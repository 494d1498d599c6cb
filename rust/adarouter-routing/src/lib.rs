//! # Adaptive Routing Engine
//!
//! A learning, measurement-driven query dispatcher. For every incoming
//! logical query it decides which set of storage adapters should
//! execute it, based on a continuously updated table of observed
//! execution times per query class.
//!
//! ## Architecture
//!
//! ```text
//! plan ──classify──▶ QC ──discover_placements──▶ candidate PSs
//!                                                     │
//!                                    initializeRow / lookup
//!                                                     ▼
//!                                            routing table row
//!                                                     │
//!                                                select (fast path)
//!                                                     ▼
//!                                              chosen PS ──▶ execution
//!                                                     │
//!                                       execution-time feedback
//!                                                     ▼
//!                                   table refresher (5s cadence)
//! ```
//!
//! ## Example
//!
//! ```rust,no_run
//! use adarouter_routing::{AdaptiveRouter, catalog::InMemoryCatalog, monitoring::InMemoryMonitoringService};
//! use adarouter_config::RoutingConfig;
//! use std::sync::Arc;
//!
//! #[tokio::main]
//! async fn main() -> anyhow::Result<()> {
//!     let catalog = Arc::new(InMemoryCatalog::new());
//!     let monitoring = InMemoryMonitoringService::shared(25);
//!     let router = AdaptiveRouter::new(RoutingConfig::default(), catalog, monitoring);
//!
//!     router.start().await;
//!     Ok(())
//! }
//! ```

#![warn(clippy::all)]

pub mod catalog;
pub mod controller;
pub mod ddl;
pub mod error;
pub mod hasher;
pub mod intake;
pub mod introspection;
pub mod monitoring;
pub mod placement;
pub mod refresher;
pub mod selection;
pub mod table;
pub mod types;

pub use controller::AdaptiveRouter;
pub use error::{Result, RoutingError};
pub use hasher::{classify, LogicalOperator, LogicalPlan, StatementKind};
pub use types::{
    AdapterId, ColumnId, DataPoint, PlacementSet, QueryClass, RoutingEvent, RoutingRow,
    TimingSample, Weight,
};

/// Crate version, aligned with the workspace.
pub const VERSION: &str = env!("CARGO_PKG_VERSION");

================================

AIM OF THE EXERCISE
The reply should be nothing but the number of lines in the entries that include "classify".

ANSWER FOR THIS EXERCISE
2